WORK REQUEST
Set down the material exactly as given, please, from its first line through the line that includes "fn from(err: std::io::Error)".

DATA

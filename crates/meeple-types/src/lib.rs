pub mod collection;
pub mod game;
pub mod play;
pub mod tags;

pub use collection::*;
pub use game::*;
pub use play::*;
pub use tags::*;
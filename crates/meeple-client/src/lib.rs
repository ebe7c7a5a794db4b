pub mod client;
pub mod error;
pub mod schema;

mod parse;

pub use client::{BggClient, ClientOptions, Credentials, DEFAULT_API_ROOT, DEFAULT_SITE_ROOT};
pub use error::{Error, Result};
pub use parse::{classify_write_response, parse_collection, parse_plays_page, parse_search};
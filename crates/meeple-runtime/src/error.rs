use std::fmt;

/// Result type for meeple-runtime operations
pub type Result<T> = std::result::Result<T, Error>;

/// Error types that can occur in the runtime layer
#[derive(Debug)]
pub enum Error {
    /// Client layer error
    Client(meeple_client::Error),

    /// IO operation failed
    Io(std::io::Error),

    /// Configuration error
    Config(String),

    /// Search cache could not be encoded or decoded
    Cache(String),

    /// No stored credentials
    NotLoggedIn,
}

impl fmt::Display for Error {
    fn fmt(&self, f: &mut fmt::Formatter<'_>) -> fmt::Result {
        match self {
            Error::Client(err) => write!(f, "Service error: {}", err),
            Error::Io(err) => write!(f, "IO error: {}", err),
            Error::Config(msg) => write!(f, "Configuration error: {}", msg),
            Error::Cache(msg) => write!(f, "Cache error: {}", msg),
            Error::NotLoggedIn => {
                write!(f, "Not logged in: run `meeple login` to store credentials")
            }
        }
    }
}

impl std::error::Error for Error {
    fn source(&self) -> Option<&(dyn std::error::Error + 'static)> {
        match self {
            Error::Client(err) => Some(err),
            Error::Io(err) => Some(err),
            Error::Config(_) | Error::Cache(_) | Error::NotLoggedIn => None,
        }
    }
}

impl From<meeple_client::Error> for Error {
    fn from(err: meeple_client::Error) -> Self {
        Error::Client(err)
    }
}

impl From<std::io::Error> for Error {
    fn from(err: std::io::Error) -> Self {
        Error::Io(err)
    }
}

impl From<toml::de::Error> for Error {
    fn from(err: toml::de::Error) -> Self {
        Error::Config(err.to_string())
    }
}

impl From<toml::ser::Error> for Error {
    fn from(err: toml::ser::Error) -> Self {
        Error::Config(err.to_string())
    }
}

impl From<serde_json::Error> for Error {
    fn from(err: serde_json::Error) -> Self {
        Error::Cache(err.to_string())
    }
}
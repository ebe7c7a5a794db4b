use owo_colors::OwoColorize;
use serde_json::json;

use meeple_types::{CollectionItem, TagId, TagSet, TagValue};

/// Plain listing row: title, year, and any structured tags as badges.
pub fn row(item: &CollectionItem) -> String {
    let mut out = match &item.year {
        Some(year) => format!("- {} ({})", item.name.yellow(), year),
        None => format!("- {}", item.name.yellow()),
    };

    let tags = TagSet::parse(item.comment.as_deref());
    for (id, value) in tags.iter() {
        if !value.is_set() {
            continue;
        }
        out.push(' ');
        out.push_str(&badge(id, value));
    }

    out
}

fn badge(id: &TagId, value: &TagValue) -> String {
    match value {
        TagValue::Value(text) => format!("[{}: {}]", id.as_str().cyan(), text),
        TagValue::Flag(_) => format!("[{}]", id.as_str().cyan()),
    }
}

/// JSON listing row, with the comment's tags parsed out alongside the raw
/// comment string.
pub fn json_row(item: &CollectionItem) -> serde_json::Value {
    let tags: Vec<serde_json::Value> = TagSet::parse(item.comment.as_deref())
        .iter()
        .filter(|(_, value)| value.is_set())
        .map(|(id, value)| match value {
            TagValue::Value(text) => json!({ "name": id.as_str(), "value": text }),
            TagValue::Flag(_) => json!({ "name": id.as_str(), "value": true }),
        })
        .collect();

    json!({
        "id": item.object_id,
        "name": item.name,
        "year": item.year,
        "own": item.status.own,
        "wishlist": item.status.wishlist,
        "comment": item.comment,
        "tags": tags,
    })
}
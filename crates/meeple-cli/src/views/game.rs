use owo_colors::OwoColorize;

use meeple_types::GameSummary;

/// One search result line: `-> {name} ({year}) - ID: {id}`.
pub fn search_row(game: &GameSummary) -> String {
    match &game.year {
        Some(year) => format!(
            "-> {} ({}) - ID: {}",
            game.name.yellow(),
            year,
            game.id.cyan()
        ),
        None => format!("-> {} - ID: {}", game.name.yellow(), game.id.cyan()),
    }
}
use anyhow::Result;
use serde_json::json;

use crate::types::OutputFormat;
use crate::views;
use meeple_runtime::Workspace;

pub fn handle(workspace: &Workspace, days: Option<u32>, format: OutputFormat) -> Result<()> {
    let totals = workspace.play_summary(days)?;

    match format {
        OutputFormat::Json => {
            let rows: Vec<serde_json::Value> = totals
                .iter()
                .map(|(name, plays)| json!({ "name": name, "plays": plays }))
                .collect();
            println!("{}", serde_json::to_string_pretty(&rows)?);
        }
        OutputFormat::Plain => {
            if totals.is_empty() {
                println!("No plays logged yet.");
            }
            for (name, plays) in &totals {
                println!("{}", views::summary::summary_row(name, *plays));
            }
        }
    }

    Ok(())
}
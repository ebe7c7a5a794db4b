use anyhow::Result;

use crate::types::OutputFormat;
use crate::views;
use meeple_runtime::Workspace;

pub fn handle(workspace: &Workspace, query: &str, exact: bool, format: OutputFormat) -> Result<()> {
    let games = workspace.client().search(query, exact)?;

    match format {
        OutputFormat::Json => println!("{}", serde_json::to_string_pretty(&games)?),
        OutputFormat::Plain => {
            if games.is_empty() {
                println!("No items found!");
            } else {
                for game in &games {
                    println!("{}", views::game::search_row(game));
                }
            }
        }
    }

    Ok(())
}
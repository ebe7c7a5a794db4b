use std::fmt;

/// Result type for meeple-client operations
pub type Result<T> = std::result::Result<T, Error>;

/// Error types that can occur in the client layer
#[derive(Debug)]
pub enum Error {
    /// Transport-level failure
    Http(reqwest::Error),

    /// Response body did not match the expected XML schema
    Xml(quick_xml::DeError),

    /// The service rejected the credentials, or a write was attempted
    /// without a logged-in session
    AuthRequired,

    /// The service acknowledged the request but refused to apply it
    Rejected(String),

    /// The user referenced by the request does not exist
    UnknownUser(String),

    /// Collection export stayed queued past the retry limit
    QueueTimeout,
}

impl fmt::Display for Error {
    fn fmt(&self, f: &mut fmt::Formatter<'_>) -> fmt::Result {
        match self {
            Error::Http(err) => write!(f, "HTTP error: {}", err),
            Error::Xml(err) => write!(f, "Unexpected response format: {}", err),
            Error::AuthRequired => write!(f, "Login required: run `meeple login` first"),
            Error::Rejected(reason) => write!(f, "Request rejected by the service: {}", reason),
            Error::UnknownUser(username) => write!(f, "No such user: {}", username),
            Error::QueueTimeout => {
                write!(f, "Collection export is still queued; try again shortly")
            }
        }
    }
}

impl std::error::Error for Error {
    fn source(&self) -> Option<&(dyn std::error::Error + 'static)> {
        match self {
            Error::Http(err) => Some(err),
            Error::Xml(err) => Some(err),
            Error::AuthRequired
            | Error::Rejected(_)
            | Error::UnknownUser(_)
            | Error::QueueTimeout => None,
        }
    }
}

impl From<reqwest::Error> for Error {
    fn from(err: reqwest::Error) -> Self {
        Error::Http(err)
    }
}

impl From<quick_xml::DeError> for Error {
    fn from(err: quick_xml::DeError) -> Self {
        Error::Xml(err)
    }
}
use serde::{Deserialize, Serialize};
use std::collections::HashMap;
use std::path::{Path, PathBuf};

use crate::Result;
use meeple_types::GameSummary;

/// One remembered pick for a search query.
#[derive(Debug, Clone, Serialize, Deserialize)]
pub struct CacheEntry {
    pub id: u64,
    pub name: String,
    pub year: Option<String>,
    /// How many times this query resolved to this game in a row.
    pub count: u32,
}

impl CacheEntry {
    pub fn to_summary(&self) -> GameSummary {
        GameSummary {
            id: self.id,
            name: self.name.clone(),
            year: self.year.clone(),
        }
    }
}

/// JSON memo of previous search picks, keyed by lowercased query.
///
/// Keys written by other versions of the tool are loaded and rewritten
/// as-is, so an upgrade never drops memo state.
#[derive(Debug)]
pub struct SearchCache {
    path: PathBuf,
    entries: HashMap<String, CacheEntry>,
}

impl SearchCache {
    /// Load the memo. A missing file is an empty memo; an unreadable one is
    /// replaced after a warning rather than blocking the command.
    pub fn load_from(path: &Path) -> Self {
        let entries = match std::fs::read_to_string(path) {
            Ok(raw) => match serde_json::from_str(&raw) {
                Ok(entries) => entries,
                Err(err) => {
                    eprintln!(
                        "Warning: ignoring corrupt search cache at {}: {}",
                        path.display(),
                        err
                    );
                    HashMap::new()
                }
            },
            Err(_) => HashMap::new(),
        };

        Self {
            path: path.to_path_buf(),
            entries,
        }
    }

    pub fn save(&self) -> Result<()> {
        if let Some(parent) = self.path.parent() {
            std::fs::create_dir_all(parent)?;
        }
        std::fs::write(&self.path, serde_json::to_string(&self.entries)?)?;
        Ok(())
    }

    pub fn get(&self, query: &str) -> Option<&CacheEntry> {
        self.entries.get(&normalize(query))
    }

    /// Entry for a query once it has been picked at least `threshold`
    /// times in a row.
    pub fn auto_select(&self, query: &str, threshold: u32) -> Option<&CacheEntry> {
        self.get(query).filter(|entry| entry.count >= threshold)
    }

    /// Record a confirmed pick. A different game under the same query
    /// restarts the count at one.
    pub fn record_pick(&mut self, query: &str, game: &GameSummary) {
        let key = normalize(query);
        match self.entries.get_mut(&key) {
            Some(entry) if entry.id == game.id => entry.count += 1,
            _ => {
                self.entries.insert(
                    key,
                    CacheEntry {
                        id: game.id,
                        name: game.name.clone(),
                        year: game.year.clone(),
                        count: 1,
                    },
                );
            }
        }
    }
}

fn normalize(query: &str) -> String {
    query.trim().to_lowercase()
}
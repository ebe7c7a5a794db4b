// Tags give the free-text comment field on a collection entry a structured
// use: tracking loaned games, flagging games for audit, and whatever else a
// user encodes. A tag is either a bare flag or carries a value, and each
// identity appears at most once per comment.
//
// The encoding of a tag is one of: [Tag] | [Tag: Value]

use regex::Regex;
use std::fmt;
use std::sync::LazyLock;

/// Matches one bracketed tag token. The inner text cannot contain a closing
/// bracket, so tokens never overlap.
static TAG_TOKEN: LazyLock<Regex> = LazyLock::new(|| Regex::new(r"\[([^\]]*)\]").unwrap());

/// Well-known tag kinds with a fixed display text.
#[derive(Debug, Clone, Copy, PartialEq, Eq)]
pub enum TagKind {
    Loaned,
    Audit,
}

impl TagKind {
    pub const ALL: [TagKind; 2] = [TagKind::Loaned, TagKind::Audit];

    pub fn as_str(&self) -> &'static str {
        match self {
            TagKind::Loaned => "Loaned",
            TagKind::Audit => "Audit",
        }
    }
}

/// Identity of a tag: a well-known kind, or free-form text for tags written
/// by other tools. Unknown identities survive a round trip untouched.
#[derive(Debug, Clone, PartialEq, Eq)]
pub enum TagId {
    Known(TagKind),
    Unknown(String),
}

impl TagId {
    /// Map raw identity text to a known kind by exact, case-sensitive match.
    pub fn from_text(text: &str) -> Self {
        TagKind::ALL
            .iter()
            .find(|kind| kind.as_str() == text)
            .map(|kind| TagId::Known(*kind))
            .unwrap_or_else(|| TagId::Unknown(text.to_string()))
    }

    pub fn as_str(&self) -> &str {
        match self {
            TagId::Known(kind) => kind.as_str(),
            TagId::Unknown(text) => text,
        }
    }
}

impl From<TagKind> for TagId {
    fn from(kind: TagKind) -> Self {
        TagId::Known(kind)
    }
}

impl fmt::Display for TagId {
    fn fmt(&self, f: &mut fmt::Formatter<'_>) -> fmt::Result {
        f.write_str(self.as_str())
    }
}

/// Value carried by a tag. `Flag(false)` and the empty string both encode
/// removal: the entry stays in the set during an update pass but emits no
/// token when serialized.
#[derive(Debug, Clone, PartialEq, Eq)]
pub enum TagValue {
    Flag(bool),
    Value(String),
}

impl TagValue {
    /// Whether this entry emits a token when serialized.
    pub fn is_set(&self) -> bool {
        match self {
            TagValue::Flag(set) => *set,
            TagValue::Value(text) => !text.is_empty(),
        }
    }
}

impl From<bool> for TagValue {
    fn from(set: bool) -> Self {
        TagValue::Flag(set)
    }
}

impl From<&str> for TagValue {
    fn from(text: &str) -> Self {
        TagValue::Value(text.to_string())
    }
}

impl From<String> for TagValue {
    fn from(text: String) -> Self {
        TagValue::Value(text)
    }
}

/// Ordered tag set parsed out of a collection comment.
///
/// Insertion order is preserved: assigning to an identity that is already
/// present keeps its slot, new identities append at the end. Re-serializing
/// a freshly parsed set reproduces the source comment byte-for-byte, as long
/// as the source contained nothing but well-formed tokens.
///
/// Values must not contain `[` or `]` and must not begin with `:`;
/// `serialize` does not validate this and such values will not round-trip.
#[derive(Debug, Clone, Default, PartialEq, Eq)]
pub struct TagSet {
    entries: Vec<(TagId, TagValue)>,
}

impl TagSet {
    pub fn new() -> Self {
        Self::default()
    }

    /// Best-effort parse of a comment string. Text outside bracketed tokens
    /// is dropped, and a later duplicate of an identity overwrites the
    /// earlier value in place. Never fails.
    pub fn parse(comment: Option<&str>) -> Self {
        let mut tags = TagSet::new();
        let Some(comment) = comment else {
            return tags;
        };

        for token in TAG_TOKEN.captures_iter(comment) {
            let inner = &token[1];
            match inner.split_once(':') {
                None => tags.insert(TagId::from_text(inner), TagValue::Flag(true)),
                Some((name, value)) => tags.insert(
                    TagId::from_text(name),
                    TagValue::Value(value.trim().to_string()),
                ),
            }
        }

        tags
    }

    /// Insert or overwrite. An existing identity keeps its position; a new
    /// one appends at the end.
    pub fn insert(&mut self, id: TagId, value: TagValue) {
        match self.entries.iter().position(|(existing, _)| *existing == id) {
            Some(slot) => self.entries[slot].1 = value,
            None => self.entries.push((id, value)),
        }
    }

    pub fn get(&self, id: &TagId) -> Option<&TagValue> {
        self.entries
            .iter()
            .find(|(existing, _)| existing == id)
            .map(|(_, value)| value)
    }

    pub fn iter(&self) -> impl Iterator<Item = &(TagId, TagValue)> {
        self.entries.iter()
    }

    pub fn len(&self) -> usize {
        self.entries.len()
    }

    pub fn is_empty(&self) -> bool {
        self.entries.is_empty()
    }

    /// Render back to the flat comment encoding. Cleared entries emit
    /// nothing, which is how tag removal reaches the wire.
    pub fn serialize(&self) -> String {
        let mut out = String::new();
        for (id, value) in &self.entries {
            match value {
                TagValue::Value(text) if !text.is_empty() => {
                    out.push_str(&format!("[{}: {}]", id, text));
                }
                TagValue::Flag(true) => {
                    out.push_str(&format!("[{}]", id));
                }
                _ => {}
            }
        }
        out
    }
}

impl fmt::Display for TagSet {
    fn fmt(&self, f: &mut fmt::Formatter<'_>) -> fmt::Result {
        f.write_str(&self.serialize())
    }
}

/// Merge `updates` into the tags already present in `existing` and return
/// the new comment string. Existing identities keep their slot, new ones
/// append in the order given. Applying the same updates twice yields the
/// same string as applying them once.
///
/// This is the only tag-mutation entry point; callers never hand-edit a
/// comment string.
pub fn update_tags(
    existing: Option<&str>,
    updates: impl IntoIterator<Item = (TagId, TagValue)>,
) -> String {
    let mut tags = TagSet::parse(existing);
    for (id, value) in updates {
        tags.insert(id, value);
    }
    tags.serialize()
}

#[cfg(test)]
mod tests {
    use super::*;
    use insta::assert_snapshot;

    fn loaned_to(name: &str) -> (TagId, TagValue) {
        (TagKind::Loaned.into(), TagValue::Value(name.to_string()))
    }

    #[test]
    fn test_empty_input() {
        assert!(TagSet::parse(None).is_empty());
        assert!(TagSet::parse(Some("")).is_empty());
        assert_eq!(TagSet::new().serialize(), "");
    }

    #[test]
    fn test_flag_round_trip() {
        let tags = TagSet::parse(Some("[Audit]"));
        assert_eq!(tags.get(&TagKind::Audit.into()), Some(&TagValue::Flag(true)));
        assert_snapshot!(tags.serialize(), @"[Audit]");
    }

    #[test]
    fn test_valued_round_trip() {
        let tags = TagSet::parse(Some("[Loaned: Alice]"));
        assert_eq!(
            tags.get(&TagKind::Loaned.into()),
            Some(&TagValue::Value("Alice".to_string()))
        );
        assert_snapshot!(tags.serialize(), @"[Loaned: Alice]");
    }

    #[test]
    fn test_round_trip_well_formed() {
        let source = "[Audit][Loaned: Alice][Shelf: B3]";
        let tags = TagSet::parse(Some(source));
        assert_eq!(tags.serialize(), source);
        assert_eq!(TagSet::parse(Some(&tags.serialize())), tags);
    }

    #[test]
    fn test_value_whitespace_is_trimmed() {
        let tags = TagSet::parse(Some("[Loaned:   Alice  ]"));
        assert_eq!(
            tags.get(&TagKind::Loaned.into()),
            Some(&TagValue::Value("Alice".to_string()))
        );
    }

    #[test]
    fn test_removal_via_update() {
        let updated = update_tags(
            Some("[Loaned: Alice][Audit]"),
            [(TagId::Known(TagKind::Loaned), TagValue::Flag(false))],
        );
        assert_snapshot!(updated, @"[Audit]");
    }

    #[test]
    fn test_update_preserves_position() {
        let updated = update_tags(
            Some("[Audit][Loaned: Alice]"),
            [(TagId::Known(TagKind::Audit), TagValue::Value("Giveaway".to_string()))],
        );
        assert_snapshot!(updated, @"[Audit: Giveaway][Loaned: Alice]");
    }

    #[test]
    fn test_new_identities_append_in_update_order() {
        let updated = update_tags(
            Some("[Audit]"),
            vec![
                loaned_to("Alice"),
                (TagId::Unknown("Shelf".to_string()), TagValue::Value("B3".to_string())),
            ],
        );
        assert_eq!(updated, "[Audit][Loaned: Alice][Shelf: B3]");
    }

    #[test]
    fn test_unknown_tags_survive_unrelated_updates() {
        let tags = TagSet::parse(Some("[Custom: Foo][Audit]"));
        assert_eq!(
            tags.get(&TagId::Unknown("Custom".to_string())),
            Some(&TagValue::Value("Foo".to_string()))
        );

        let updated = update_tags(Some("[Custom: Foo][Audit]"), [loaned_to("Alice")]);
        assert_eq!(updated, "[Custom: Foo][Audit][Loaned: Alice]");
    }

    #[test]
    fn test_garbage_around_tags_is_dropped() {
        let tags = TagSet::parse(Some("random text [Audit] more text"));
        assert_eq!(tags.len(), 1);
        assert_eq!(tags.get(&TagKind::Audit.into()), Some(&TagValue::Flag(true)));
        assert_eq!(tags.serialize(), "[Audit]");
    }

    #[test]
    fn test_update_is_idempotent() {
        let updates = || {
            vec![
                loaned_to("Alice"),
                (TagId::Known(TagKind::Audit), TagValue::Flag(false)),
            ]
        };
        let once = update_tags(Some("stray [Audit] text [Shelf: B3]"), updates());
        let twice = update_tags(Some(&once), updates());
        assert_eq!(once, twice);
        assert_eq!(once, "[Shelf: B3][Loaned: Alice]");
    }

    #[test]
    fn test_duplicate_identity_keeps_first_position() {
        let tags = TagSet::parse(Some("[Loaned: Alice][Audit][Loaned: Bob]"));
        assert_eq!(tags.serialize(), "[Loaned: Bob][Audit]");
    }

    #[test]
    fn test_split_on_first_colon_only() {
        let tags = TagSet::parse(Some("[Note: due: friday]"));
        assert_eq!(
            tags.get(&TagId::Unknown("Note".to_string())),
            Some(&TagValue::Value("due: friday".to_string()))
        );
    }

    #[test]
    fn test_known_mapping_is_case_sensitive() {
        let tags = TagSet::parse(Some("[loaned: Alice]"));
        assert_eq!(tags.get(&TagKind::Loaned.into()), None);
        assert_eq!(
            tags.get(&TagId::Unknown("loaned".to_string())),
            Some(&TagValue::Value("Alice".to_string()))
        );
    }

    #[test]
    fn test_empty_value_emits_nothing() {
        let cleared = update_tags(
            None,
            [(TagId::Known(TagKind::Loaned), TagValue::Value(String::new()))],
        );
        assert_eq!(cleared, "");
        assert_eq!(TagSet::parse(Some("[Loaned:]")).serialize(), "");
    }

    #[test]
    fn test_unmatched_brackets_are_ignored() {
        assert!(TagSet::parse(Some("[unclosed")).is_empty());
        assert_eq!(TagSet::parse(Some("stray] [Audit]")).serialize(), "[Audit]");
    }
}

ANSWER TO THE PROBLEM
filename crates/meeple-types/src/lib.rs
pub mod collection;
pub mod game;
pub mod play;
pub mod tags;

pub use collection::*;
pub use game::*;
pub use play::*;
pub use tags::*;
filename crates/meeple-client/src/lib.rs
repository ebe7c7a5a794db4b
pub mod client;
pub mod error;
pub mod schema;

mod parse;

pub use client::{BggClient, ClientOptions, Credentials, DEFAULT_API_ROOT, DEFAULT_SITE_ROOT};
pub use error::{Error, Result};
pub use parse::{classify_write_response, parse_collection, parse_plays_page, parse_search};
filename crates/meeple-runtime/src/error.rs
use std::fmt;

/// Result type for meeple-runtime operations
pub type Result<T> = std::result::Result<T, Error>;

/// Error types that can occur in the runtime layer
#[derive(Debug)]
pub enum Error {
    /// Client layer error
    Client(meeple_client::Error),

    /// IO operation failed
    Io(std::io::Error),

    /// Configuration error
    Config(String),

    /// Search cache could not be encoded or decoded
    Cache(String),

    /// No stored credentials
    NotLoggedIn,
}

impl fmt::Display for Error {
    fn fmt(&self, f: &mut fmt::Formatter<'_>) -> fmt::Result {
        match self {
            Error::Client(err) => write!(f, "Service error: {}", err),
            Error::Io(err) => write!(f, "IO error: {}", err),
            Error::Config(msg) => write!(f, "Configuration error: {}", msg),
            Error::Cache(msg) => write!(f, "Cache error: {}", msg),
            Error::NotLoggedIn => {
                write!(f, "Not logged in: run `meeple login` to store credentials")
            }
        }
    }
}

impl std::error::Error for Error {
    fn source(&self) -> Option<&(dyn std::error::Error + 'static)> {
        match self {
            Error::Client(err) => Some(err),
            Error::Io(err) => Some(err),
            Error::Config(_) | Error::Cache(_) | Error::NotLoggedIn => None,
        }
    }
}

impl From<meeple_client::Error> for Error {
    fn from(err: meeple_client::Error) -> Self {
        Error::Client(err)
    }
}

impl From<std::io::Error> for Error {
    fn from(err: std::io::Error) -> Self {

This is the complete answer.